### Exercise
Scan the entries below for the word "builder" and copy every line where it turns up.

### Data extract
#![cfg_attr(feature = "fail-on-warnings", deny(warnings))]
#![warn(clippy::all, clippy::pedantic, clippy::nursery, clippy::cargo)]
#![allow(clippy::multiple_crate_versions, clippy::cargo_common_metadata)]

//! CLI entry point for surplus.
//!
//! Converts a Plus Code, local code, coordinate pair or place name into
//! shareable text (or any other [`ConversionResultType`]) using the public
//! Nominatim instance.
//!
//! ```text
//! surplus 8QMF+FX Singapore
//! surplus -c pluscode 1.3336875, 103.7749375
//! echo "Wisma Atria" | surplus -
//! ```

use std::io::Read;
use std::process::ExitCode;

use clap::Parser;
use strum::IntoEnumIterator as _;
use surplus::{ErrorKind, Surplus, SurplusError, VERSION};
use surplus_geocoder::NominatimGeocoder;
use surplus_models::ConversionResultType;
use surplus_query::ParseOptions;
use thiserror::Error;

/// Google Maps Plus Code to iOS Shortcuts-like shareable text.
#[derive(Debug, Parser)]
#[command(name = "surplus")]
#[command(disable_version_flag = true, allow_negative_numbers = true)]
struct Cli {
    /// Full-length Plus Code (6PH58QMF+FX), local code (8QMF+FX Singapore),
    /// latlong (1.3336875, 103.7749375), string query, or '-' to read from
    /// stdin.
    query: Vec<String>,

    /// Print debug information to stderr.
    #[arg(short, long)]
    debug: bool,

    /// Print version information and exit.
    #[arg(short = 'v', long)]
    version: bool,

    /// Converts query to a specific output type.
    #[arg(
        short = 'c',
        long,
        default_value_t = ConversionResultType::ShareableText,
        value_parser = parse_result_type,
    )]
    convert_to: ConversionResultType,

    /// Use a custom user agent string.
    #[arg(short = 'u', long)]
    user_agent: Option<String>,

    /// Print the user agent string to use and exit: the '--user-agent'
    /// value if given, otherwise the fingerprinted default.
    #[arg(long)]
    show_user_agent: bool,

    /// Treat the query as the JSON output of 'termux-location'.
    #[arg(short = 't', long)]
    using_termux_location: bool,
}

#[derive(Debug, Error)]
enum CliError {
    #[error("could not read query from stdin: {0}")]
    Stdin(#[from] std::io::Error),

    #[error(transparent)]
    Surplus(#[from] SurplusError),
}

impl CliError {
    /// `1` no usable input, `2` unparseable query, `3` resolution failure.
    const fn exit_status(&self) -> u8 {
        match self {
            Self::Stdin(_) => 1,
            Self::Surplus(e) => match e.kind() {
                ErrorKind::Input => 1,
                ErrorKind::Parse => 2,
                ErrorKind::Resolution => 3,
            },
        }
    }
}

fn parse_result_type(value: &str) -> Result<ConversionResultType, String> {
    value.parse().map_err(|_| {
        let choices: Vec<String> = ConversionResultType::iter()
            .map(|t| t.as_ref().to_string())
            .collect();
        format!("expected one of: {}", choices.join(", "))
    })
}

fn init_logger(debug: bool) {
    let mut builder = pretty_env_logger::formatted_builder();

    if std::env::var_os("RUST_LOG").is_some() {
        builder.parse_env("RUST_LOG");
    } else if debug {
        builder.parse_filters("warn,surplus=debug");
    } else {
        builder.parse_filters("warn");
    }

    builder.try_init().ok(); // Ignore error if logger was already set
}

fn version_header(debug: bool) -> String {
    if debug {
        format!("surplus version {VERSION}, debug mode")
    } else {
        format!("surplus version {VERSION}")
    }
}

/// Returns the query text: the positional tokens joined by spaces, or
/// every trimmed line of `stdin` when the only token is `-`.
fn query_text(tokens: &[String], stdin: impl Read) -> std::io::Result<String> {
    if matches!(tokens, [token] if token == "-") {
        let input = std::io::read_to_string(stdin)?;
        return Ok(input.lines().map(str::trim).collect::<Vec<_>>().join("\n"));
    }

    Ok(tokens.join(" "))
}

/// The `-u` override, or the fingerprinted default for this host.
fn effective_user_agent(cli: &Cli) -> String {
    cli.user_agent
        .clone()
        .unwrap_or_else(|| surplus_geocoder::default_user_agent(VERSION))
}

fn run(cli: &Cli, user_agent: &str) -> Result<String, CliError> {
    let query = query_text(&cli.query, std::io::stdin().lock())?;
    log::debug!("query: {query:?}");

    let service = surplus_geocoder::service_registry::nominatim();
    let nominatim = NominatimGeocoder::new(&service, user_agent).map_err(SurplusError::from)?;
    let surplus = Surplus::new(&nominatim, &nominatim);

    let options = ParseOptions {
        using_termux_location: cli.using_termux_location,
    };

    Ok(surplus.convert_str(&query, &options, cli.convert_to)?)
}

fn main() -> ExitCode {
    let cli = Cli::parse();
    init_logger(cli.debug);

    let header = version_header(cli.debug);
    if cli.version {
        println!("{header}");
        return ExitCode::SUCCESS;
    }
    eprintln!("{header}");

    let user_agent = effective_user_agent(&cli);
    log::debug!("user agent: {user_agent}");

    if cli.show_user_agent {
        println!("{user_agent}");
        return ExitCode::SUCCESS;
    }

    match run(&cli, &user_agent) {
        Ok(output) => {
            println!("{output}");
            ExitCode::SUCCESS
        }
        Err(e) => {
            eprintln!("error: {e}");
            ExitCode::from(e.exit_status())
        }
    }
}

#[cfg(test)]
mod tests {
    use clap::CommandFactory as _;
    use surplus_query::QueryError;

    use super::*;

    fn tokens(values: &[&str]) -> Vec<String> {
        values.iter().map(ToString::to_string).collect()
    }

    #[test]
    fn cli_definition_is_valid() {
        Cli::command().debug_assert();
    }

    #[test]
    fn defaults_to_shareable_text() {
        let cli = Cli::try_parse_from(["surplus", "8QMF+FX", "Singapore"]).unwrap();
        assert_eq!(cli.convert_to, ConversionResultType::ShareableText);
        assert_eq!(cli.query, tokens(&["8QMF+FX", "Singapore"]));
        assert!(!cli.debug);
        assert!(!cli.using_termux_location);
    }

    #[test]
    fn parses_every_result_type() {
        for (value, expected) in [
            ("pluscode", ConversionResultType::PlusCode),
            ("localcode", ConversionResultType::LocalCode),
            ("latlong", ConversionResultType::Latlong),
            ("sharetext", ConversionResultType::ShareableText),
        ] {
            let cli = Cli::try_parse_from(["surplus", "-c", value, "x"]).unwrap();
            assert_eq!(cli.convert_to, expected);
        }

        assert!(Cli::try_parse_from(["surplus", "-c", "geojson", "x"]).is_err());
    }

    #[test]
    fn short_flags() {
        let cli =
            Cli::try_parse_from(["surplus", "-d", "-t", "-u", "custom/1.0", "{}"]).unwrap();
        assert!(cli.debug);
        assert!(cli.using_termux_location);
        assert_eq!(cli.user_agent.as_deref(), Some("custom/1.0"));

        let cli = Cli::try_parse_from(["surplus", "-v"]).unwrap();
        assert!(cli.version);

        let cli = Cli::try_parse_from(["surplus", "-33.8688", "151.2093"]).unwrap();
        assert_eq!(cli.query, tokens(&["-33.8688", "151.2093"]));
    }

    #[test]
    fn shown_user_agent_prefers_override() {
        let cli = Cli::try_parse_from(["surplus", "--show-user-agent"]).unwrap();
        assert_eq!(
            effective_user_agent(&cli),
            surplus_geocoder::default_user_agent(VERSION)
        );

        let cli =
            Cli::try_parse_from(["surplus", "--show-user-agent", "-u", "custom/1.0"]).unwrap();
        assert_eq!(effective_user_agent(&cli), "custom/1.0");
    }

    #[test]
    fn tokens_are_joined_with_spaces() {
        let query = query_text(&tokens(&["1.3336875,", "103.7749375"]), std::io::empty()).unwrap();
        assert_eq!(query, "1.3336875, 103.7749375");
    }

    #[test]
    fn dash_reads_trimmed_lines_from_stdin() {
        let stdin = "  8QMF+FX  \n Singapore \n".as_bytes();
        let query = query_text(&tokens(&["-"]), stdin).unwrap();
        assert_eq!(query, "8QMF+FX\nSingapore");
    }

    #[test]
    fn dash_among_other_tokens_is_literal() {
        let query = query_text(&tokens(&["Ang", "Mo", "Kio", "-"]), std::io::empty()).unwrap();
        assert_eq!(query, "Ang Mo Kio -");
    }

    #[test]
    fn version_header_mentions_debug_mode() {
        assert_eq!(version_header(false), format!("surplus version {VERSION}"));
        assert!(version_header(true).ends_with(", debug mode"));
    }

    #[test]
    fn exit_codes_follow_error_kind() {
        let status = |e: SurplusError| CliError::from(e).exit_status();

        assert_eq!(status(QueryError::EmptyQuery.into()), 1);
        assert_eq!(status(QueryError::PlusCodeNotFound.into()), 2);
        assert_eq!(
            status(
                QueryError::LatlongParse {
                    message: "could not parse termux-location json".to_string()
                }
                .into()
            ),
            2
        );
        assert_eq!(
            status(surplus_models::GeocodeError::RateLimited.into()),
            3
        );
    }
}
--
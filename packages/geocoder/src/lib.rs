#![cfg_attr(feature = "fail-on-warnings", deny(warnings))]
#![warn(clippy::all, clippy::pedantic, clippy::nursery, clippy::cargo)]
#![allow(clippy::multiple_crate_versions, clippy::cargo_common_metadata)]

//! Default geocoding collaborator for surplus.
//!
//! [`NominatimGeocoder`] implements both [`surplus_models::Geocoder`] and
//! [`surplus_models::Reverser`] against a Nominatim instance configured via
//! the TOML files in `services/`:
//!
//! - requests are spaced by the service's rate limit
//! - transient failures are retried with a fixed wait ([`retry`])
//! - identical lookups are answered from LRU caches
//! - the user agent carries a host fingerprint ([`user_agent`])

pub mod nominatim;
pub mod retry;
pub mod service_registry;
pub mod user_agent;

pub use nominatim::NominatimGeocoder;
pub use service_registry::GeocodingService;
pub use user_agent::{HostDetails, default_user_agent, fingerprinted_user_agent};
* * *
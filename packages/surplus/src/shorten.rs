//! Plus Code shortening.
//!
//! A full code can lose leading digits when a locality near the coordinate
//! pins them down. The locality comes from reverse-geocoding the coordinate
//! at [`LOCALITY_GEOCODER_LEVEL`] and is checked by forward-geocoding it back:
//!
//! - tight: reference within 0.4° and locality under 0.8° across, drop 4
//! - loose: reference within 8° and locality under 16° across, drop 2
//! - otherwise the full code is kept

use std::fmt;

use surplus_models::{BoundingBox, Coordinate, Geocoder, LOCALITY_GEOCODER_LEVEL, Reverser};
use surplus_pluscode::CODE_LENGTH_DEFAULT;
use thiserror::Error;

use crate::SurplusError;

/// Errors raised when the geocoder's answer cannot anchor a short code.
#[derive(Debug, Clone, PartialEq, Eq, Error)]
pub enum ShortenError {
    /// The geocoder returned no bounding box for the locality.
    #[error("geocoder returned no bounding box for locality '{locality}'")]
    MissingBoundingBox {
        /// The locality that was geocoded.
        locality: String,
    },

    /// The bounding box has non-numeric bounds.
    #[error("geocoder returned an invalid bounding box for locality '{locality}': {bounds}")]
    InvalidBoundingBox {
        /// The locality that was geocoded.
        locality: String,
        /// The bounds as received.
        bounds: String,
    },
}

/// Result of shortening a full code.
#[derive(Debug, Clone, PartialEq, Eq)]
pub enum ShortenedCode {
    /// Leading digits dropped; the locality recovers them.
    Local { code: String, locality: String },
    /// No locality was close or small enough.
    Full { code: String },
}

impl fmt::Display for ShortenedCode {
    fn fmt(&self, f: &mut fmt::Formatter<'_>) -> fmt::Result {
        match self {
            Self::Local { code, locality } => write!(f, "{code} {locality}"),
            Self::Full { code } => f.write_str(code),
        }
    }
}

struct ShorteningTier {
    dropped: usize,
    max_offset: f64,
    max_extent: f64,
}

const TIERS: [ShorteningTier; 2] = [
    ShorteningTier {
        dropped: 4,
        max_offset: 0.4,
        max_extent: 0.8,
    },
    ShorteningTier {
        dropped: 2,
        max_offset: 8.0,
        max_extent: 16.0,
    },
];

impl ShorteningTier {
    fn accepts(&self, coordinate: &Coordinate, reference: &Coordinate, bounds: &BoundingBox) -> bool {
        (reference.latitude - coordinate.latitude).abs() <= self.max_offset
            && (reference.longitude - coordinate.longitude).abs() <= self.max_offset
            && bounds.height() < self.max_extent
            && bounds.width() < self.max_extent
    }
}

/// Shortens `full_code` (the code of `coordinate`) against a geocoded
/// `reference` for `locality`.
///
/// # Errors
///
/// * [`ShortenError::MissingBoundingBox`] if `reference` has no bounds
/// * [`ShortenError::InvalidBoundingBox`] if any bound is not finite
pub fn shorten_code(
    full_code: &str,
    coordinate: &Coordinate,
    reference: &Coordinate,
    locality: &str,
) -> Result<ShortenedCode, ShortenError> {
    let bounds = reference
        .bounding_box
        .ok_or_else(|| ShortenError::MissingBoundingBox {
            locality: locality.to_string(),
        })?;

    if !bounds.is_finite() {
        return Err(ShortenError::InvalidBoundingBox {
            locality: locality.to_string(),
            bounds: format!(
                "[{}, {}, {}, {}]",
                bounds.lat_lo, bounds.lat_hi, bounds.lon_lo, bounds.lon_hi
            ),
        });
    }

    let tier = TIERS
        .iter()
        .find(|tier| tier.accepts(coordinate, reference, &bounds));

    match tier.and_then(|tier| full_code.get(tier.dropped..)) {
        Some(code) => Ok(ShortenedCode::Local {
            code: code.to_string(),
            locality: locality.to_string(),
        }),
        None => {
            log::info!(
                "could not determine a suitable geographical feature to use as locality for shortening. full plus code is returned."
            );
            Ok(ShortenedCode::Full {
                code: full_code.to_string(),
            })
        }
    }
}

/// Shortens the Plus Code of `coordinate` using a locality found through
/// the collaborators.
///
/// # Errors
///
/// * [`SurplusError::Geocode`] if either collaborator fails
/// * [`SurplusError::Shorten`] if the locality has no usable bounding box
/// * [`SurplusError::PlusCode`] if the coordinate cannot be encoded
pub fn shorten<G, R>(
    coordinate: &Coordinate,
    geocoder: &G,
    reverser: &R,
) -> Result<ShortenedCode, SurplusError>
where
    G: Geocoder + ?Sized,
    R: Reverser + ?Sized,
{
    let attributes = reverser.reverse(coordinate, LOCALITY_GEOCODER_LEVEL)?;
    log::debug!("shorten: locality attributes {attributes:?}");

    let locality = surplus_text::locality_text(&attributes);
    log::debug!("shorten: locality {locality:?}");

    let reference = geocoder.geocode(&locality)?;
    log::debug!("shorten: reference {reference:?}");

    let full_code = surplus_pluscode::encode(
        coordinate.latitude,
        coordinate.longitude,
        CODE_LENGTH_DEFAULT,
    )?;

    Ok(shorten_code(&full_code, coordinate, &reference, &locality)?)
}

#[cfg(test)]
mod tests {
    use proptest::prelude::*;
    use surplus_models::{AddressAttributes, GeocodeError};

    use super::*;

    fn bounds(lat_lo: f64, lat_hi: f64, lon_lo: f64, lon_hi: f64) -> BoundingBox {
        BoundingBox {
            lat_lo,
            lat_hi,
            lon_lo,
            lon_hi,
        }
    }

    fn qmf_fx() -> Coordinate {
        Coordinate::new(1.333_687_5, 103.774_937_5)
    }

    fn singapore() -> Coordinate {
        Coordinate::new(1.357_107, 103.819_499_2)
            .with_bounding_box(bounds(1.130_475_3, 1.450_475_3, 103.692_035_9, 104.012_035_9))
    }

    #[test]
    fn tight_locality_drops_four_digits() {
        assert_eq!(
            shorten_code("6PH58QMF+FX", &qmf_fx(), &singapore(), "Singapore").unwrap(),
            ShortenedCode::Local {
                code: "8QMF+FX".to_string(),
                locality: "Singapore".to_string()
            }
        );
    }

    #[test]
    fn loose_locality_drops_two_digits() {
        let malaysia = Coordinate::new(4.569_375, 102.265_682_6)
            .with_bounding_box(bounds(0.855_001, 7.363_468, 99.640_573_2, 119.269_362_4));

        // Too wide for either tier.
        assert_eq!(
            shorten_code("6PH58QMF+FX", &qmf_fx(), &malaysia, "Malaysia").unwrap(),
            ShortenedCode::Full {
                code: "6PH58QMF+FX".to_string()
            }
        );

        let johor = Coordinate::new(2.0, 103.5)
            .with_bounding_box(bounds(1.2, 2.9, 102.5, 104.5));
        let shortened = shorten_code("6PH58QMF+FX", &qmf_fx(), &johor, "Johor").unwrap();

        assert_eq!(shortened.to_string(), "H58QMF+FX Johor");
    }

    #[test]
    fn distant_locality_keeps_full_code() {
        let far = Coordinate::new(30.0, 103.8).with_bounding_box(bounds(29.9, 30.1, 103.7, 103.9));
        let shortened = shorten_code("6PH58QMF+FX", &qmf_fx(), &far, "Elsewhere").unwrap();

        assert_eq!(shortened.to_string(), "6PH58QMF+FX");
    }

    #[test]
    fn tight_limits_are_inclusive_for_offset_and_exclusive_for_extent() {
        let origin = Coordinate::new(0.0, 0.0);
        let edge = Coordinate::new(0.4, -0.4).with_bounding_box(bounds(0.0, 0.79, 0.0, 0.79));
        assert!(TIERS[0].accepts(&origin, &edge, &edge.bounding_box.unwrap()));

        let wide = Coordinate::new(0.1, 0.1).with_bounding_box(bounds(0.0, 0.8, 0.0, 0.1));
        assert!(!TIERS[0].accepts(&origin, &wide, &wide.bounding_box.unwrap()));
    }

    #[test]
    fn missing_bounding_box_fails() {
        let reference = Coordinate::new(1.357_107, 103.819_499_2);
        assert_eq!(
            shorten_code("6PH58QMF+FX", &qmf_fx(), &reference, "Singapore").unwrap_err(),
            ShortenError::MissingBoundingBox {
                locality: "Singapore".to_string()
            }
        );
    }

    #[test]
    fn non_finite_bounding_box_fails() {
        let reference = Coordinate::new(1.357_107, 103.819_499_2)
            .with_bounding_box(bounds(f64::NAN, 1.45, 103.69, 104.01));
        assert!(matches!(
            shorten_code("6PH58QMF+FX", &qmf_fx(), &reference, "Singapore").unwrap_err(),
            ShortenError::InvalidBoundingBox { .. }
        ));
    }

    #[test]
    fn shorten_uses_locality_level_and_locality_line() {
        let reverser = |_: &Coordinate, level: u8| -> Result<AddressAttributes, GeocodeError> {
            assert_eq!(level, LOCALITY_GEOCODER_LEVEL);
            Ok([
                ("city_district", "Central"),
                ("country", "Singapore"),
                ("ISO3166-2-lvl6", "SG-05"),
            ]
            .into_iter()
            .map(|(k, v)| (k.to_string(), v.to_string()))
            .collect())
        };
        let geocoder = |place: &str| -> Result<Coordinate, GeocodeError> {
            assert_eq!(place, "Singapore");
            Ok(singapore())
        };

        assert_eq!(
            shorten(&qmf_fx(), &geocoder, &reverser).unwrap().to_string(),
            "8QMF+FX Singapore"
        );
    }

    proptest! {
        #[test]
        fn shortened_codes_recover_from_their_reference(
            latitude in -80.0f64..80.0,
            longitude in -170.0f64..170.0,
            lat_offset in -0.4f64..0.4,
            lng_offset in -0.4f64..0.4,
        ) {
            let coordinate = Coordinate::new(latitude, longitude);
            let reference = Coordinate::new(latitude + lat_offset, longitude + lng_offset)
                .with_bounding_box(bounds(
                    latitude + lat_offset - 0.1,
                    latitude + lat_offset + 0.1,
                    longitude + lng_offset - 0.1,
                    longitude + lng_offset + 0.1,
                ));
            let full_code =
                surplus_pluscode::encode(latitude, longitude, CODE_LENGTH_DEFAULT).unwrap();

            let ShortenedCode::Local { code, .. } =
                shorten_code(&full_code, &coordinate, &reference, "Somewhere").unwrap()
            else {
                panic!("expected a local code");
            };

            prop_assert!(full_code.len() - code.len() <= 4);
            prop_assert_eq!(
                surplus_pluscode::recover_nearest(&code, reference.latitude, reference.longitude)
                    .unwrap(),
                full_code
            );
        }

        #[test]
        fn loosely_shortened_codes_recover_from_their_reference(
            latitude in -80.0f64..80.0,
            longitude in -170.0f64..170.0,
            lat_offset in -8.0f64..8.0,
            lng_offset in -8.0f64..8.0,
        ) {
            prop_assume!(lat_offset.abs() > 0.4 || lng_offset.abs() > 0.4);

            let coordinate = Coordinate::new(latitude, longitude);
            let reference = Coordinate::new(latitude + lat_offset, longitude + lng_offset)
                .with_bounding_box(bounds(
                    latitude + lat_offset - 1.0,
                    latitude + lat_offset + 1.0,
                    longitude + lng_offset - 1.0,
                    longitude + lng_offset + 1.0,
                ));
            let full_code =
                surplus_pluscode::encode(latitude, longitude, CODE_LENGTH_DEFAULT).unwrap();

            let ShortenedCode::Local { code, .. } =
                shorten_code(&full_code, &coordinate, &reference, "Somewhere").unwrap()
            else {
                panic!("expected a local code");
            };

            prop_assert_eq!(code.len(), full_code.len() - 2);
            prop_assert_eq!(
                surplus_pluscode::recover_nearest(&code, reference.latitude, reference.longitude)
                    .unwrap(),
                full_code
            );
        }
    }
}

### Answer to the problem
    let mut builder = pretty_env_logger::formatted_builder();
        builder.parse_env("RUST_LOG");
        builder.parse_filters("warn,surplus=debug");
        builder.parse_filters("warn");
    builder.try_init().ok(); // Ignore error if logger was already set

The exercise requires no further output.